Bummer

October 20, 2011

FilmThe hubs and I started watching Luther for a couple of reasons. First, our younger son had recommended it, and second, it starred Idris Elba whom I’d come to respect for his work in The Wire, one of my all-time favorite shows. We’ve now watched the entire first season of Luther, and while it’s well done with a fascinating premise (detective establishes unwilling connection with woman he knows to be a psychopath), it’s also a major downer. In each episode the main character, John Luther, seems to become more obsessed with his own personal demons and seems closer to unraveling.

This places Luther squarely in the ranks of other BBC series that seem to specialize in bumming out the audience: Wallender and Torchwood are others in the same category. And I should point out, I’ve stopped watching both Wallender and Torchwood for that very reason. I don’t mind a dark point of view, but I’m not particularly into bleak.

But you might ask why, in that case, I’m so fond of The Wire, one of the bleakest series ever produced on American TV, and why I’m equally fond of Treme, which is produced by the same people. The reason, I think, is that they’re American bleak, and American darkness has always been leavened with black comedy.

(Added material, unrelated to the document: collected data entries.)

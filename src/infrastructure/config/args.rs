use super::app_config::LogLevel;
use clap::Parser;
use std::path::PathBuf;

#[derive(Debug, Parser)]
#[command(
    name = "swipe-to-delete",
    version,
    about = "A terminal list of cities where each row can be swiped away",
    long_about = None
)]
pub struct CliArgs {
    /// Configuration file path.
    #[arg(short, long, value_name = "PATH")]
    pub config: Option<PathBuf>,

    /// Log file path.
    #[arg(long, value_name = "PATH")]
    pub log_path: Option<PathBuf>,

    /// Log verbosity level.
    #[arg(long, value_enum)]
    pub log_level: Option<LogLevel>,

    /// Enable mouse support.
    #[arg(long)]
    pub mouse: Option<bool>,

    /// Draw the exit animation when a row is deleted.
    #[arg(long)]
    pub enable_animations: Option<bool>,

    /// Delay between delete confirmation and removal, in milliseconds.
    #[arg(long, value_name = "MS")]
    pub exit_animation_ms: Option<u64>,

    /// Drag distance in columns that pins a row open.
    #[arg(long, value_name = "COLUMNS")]
    pub dismiss_threshold: Option<u16>,

    /// Accent color (name or hex code).
    #[arg(long)]
    pub accent_color: Option<String>,
}
//! On-disk `config.toml`.

use std::fs;
use std::io::Write;
use std::path::{Path, PathBuf};

use thiserror::Error;
use tracing::{debug, info, warn};

use super::app_config::AppConfig;

const CONFIG_FILE_NAME: &str = "config.toml";

#[derive(Debug, Error)]
pub enum ConfigError {
    #[error("no config directory for this platform")]
    NoConfigDir,
    #[error("config io: {0}")]
    Io(#[from] std::io::Error),
    #[error("cannot encode default config: {0}")]
    Encode(#[from] toml::ser::Error),
}

/// Reads the config file, seeding it with defaults on first run.
pub struct ConfigStore {
    dir: PathBuf,
}

impl ConfigStore {
    /// Opens the store in the platform config directory.
    ///
    /// # Errors
    ///
    /// Returns [`ConfigError::NoConfigDir`] when the platform has no home directory.
    pub fn open() -> Result<Self, ConfigError> {
        AppConfig::default_config_dir()
            .map(Self::at)
            .ok_or(ConfigError::NoConfigDir)
    }

    #[must_use]
    pub const fn at(dir: PathBuf) -> Self {
        Self { dir }
    }

    #[must_use]
    pub fn dir(&self) -> &Path {
        &self.dir
    }

    #[must_use]
    pub fn default_file(&self) -> PathBuf {
        self.dir.join(CONFIG_FILE_NAME)
    }

    /// Loads `path`, or the default file when `path` is `None`.
    ///
    /// A missing file is written out with defaults. A file that fails to
    /// parse is kept untouched and defaults are returned.
    ///
    /// # Errors
    ///
    /// Returns `ConfigError` when the file cannot be read or the defaults
    /// cannot be written.
    pub fn load(&self, path: Option<&Path>) -> Result<AppConfig, ConfigError> {
        let path = path.map_or_else(|| self.default_file(), Path::to_path_buf);

        if !path.exists() {
            info!(path = %path.display(), "Writing default config");
            let config = AppConfig::default();
            write_atomically(&path, &toml::to_string_pretty(&config)?)?;
            return Ok(config);
        }

        let raw = fs::read_to_string(&path)?;
        match toml::from_str::<AppConfig>(&raw) {
            Ok(config) => {
                debug!(path = %path.display(), "Config loaded");
                Ok(config)
            }
            Err(e) => {
                warn!(path = %path.display(), error = %e, "Ignoring malformed config");
                Ok(AppConfig::default())
            }
        }
    }
}

fn write_atomically(path: &Path, content: &str) -> Result<(), ConfigError> {
    let dir = path
        .parent()
        .filter(|dir| !dir.as_os_str().is_empty())
        .unwrap_or_else(|| Path::new("."));
    fs::create_dir_all(dir)?;

    let mut file = tempfile::NamedTempFile::new_in(dir)?;
    file.write_all(content.as_bytes())?;
    file.persist(path).map_err(|e| e.error)?;
    Ok(())
}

Treme, which takes place in post-Katrina New Orleans, is full of bitter, frustrating moments (one of the characters commits suicide at the end of the first season), but it’s also full of weirdly joyful ones. Steve Zahn plays a wacky but ultimately endearing musician who’s continually seesawing between the ridiculous and the sublime. The great Wendell Pierce is a struggling trombone player who alternates between financial problems and faintly hilarious predicaments, including a poker game with some legendary New Orleans musicians (Irma Thomas cleans his clock). And the other characters drift in and out of bad times and good times (with the exception of the wonderful Khandi Alexander, whose life seems to be one disaster after another).

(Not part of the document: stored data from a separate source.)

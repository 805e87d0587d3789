use std::io::stdout;

use clap::Parser;
use color_eyre::eyre::Result;
use crossterm::event::{DisableMouseCapture, EnableMouseCapture};
use crossterm::execute;
use tracing::info;
use tracing_subscriber::{EnvFilter, fmt, layer::SubscriberExt, util::SubscriberInitExt};

use swipe_to_delete::infrastructure::{AppConfig, CliArgs, ConfigStore, seed_items};
use swipe_to_delete::presentation::App;

fn init_logging(config: &AppConfig) -> Result<()> {
    let filter = EnvFilter::try_from_default_env()
        .unwrap_or_else(|_| EnvFilter::new(config.log_level.to_string()));

    if let Some(log_path) = config.effective_log_path() {
        if let Some(parent) = log_path.parent() {
            std::fs::create_dir_all(parent)?;
        }

        let file = std::fs::OpenOptions::new()
            .create(true)
            .append(true)
            .open(&log_path)?;

        let file_layer = fmt::layer()
            .with_writer(file)
            .with_ansi(false)
            .with_target(true)
            .with_thread_ids(false);

        tracing_subscriber::registry()
            .with(filter)
            .with(file_layer)
            .init();

        info!(path = %log_path.display(), "Logging initialized");
    } else {
        tracing_subscriber::registry().with(filter).init();
    }

    Ok(())
}

fn load_config() -> Result<AppConfig> {
    let args = CliArgs::parse();
    let store = ConfigStore::open()?;
    let mut config = store.load(args.config.as_deref())?;
    config.merge_with_args(args);
    Ok(config)
}

#[tokio::main]
async fn main() -> Result<()> {
    color_eyre::install()?;

    let config = load_config()?;
    init_logging(&config)?;

    info!(version = swipe_to_delete::VERSION, "Starting {}", swipe_to_delete::NAME);

    let app = App::new(&config, seed_items(&config.list));

    let mut terminal = ratatui::init();
    if config.mouse {
        execute!(stdout(), EnableMouseCapture)?;
    }

    let result = app.run(&mut terminal).await;

    let mouse_result = if config.mouse {
        execute!(stdout(), DisableMouseCapture)
    } else {
        Ok(())
    };
    ratatui::restore();

    mouse_result?;
    result
}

The dark series on the BBC don’t really have that alternation. Once it’s dark in Luther, it stays dark, and you’re not going to see Idris Elba smile (a real waste if you ask me). Frankly, I get sort of tired of that approach. If I know a show is going to end with a miserable resolution and that a character I’m supposed to like is going to suffer endlessly, I’m not going to watch it with anything like enthusiasm. After a while, I got tired of Torchwood’s tendency to kill off its characters and to end every episode with misery.

I’ve already written about the contrast between Kurt Wallender and Raylan Givens on Justified, and I stand by my assessment that Raylan is a more interesting character. But now I think I’d expand that to say that I prefer American darkness to the European kind. At least with dark American series, you know there will be some variety rather than unrelieved black.

At the end of the first season of Treme, the characters have a panoply of reasons to feel like crap—they’ve lost family and friends, their livelihoods are in serious jeopardy, and it’s not at all clear that the city will be able to recover. But the final episode of the season includes a jazz funeral that ends with the traditional dance back from the cemetery. And the characters, even those with every reason to be heartbroken, dance. Bless ‘em.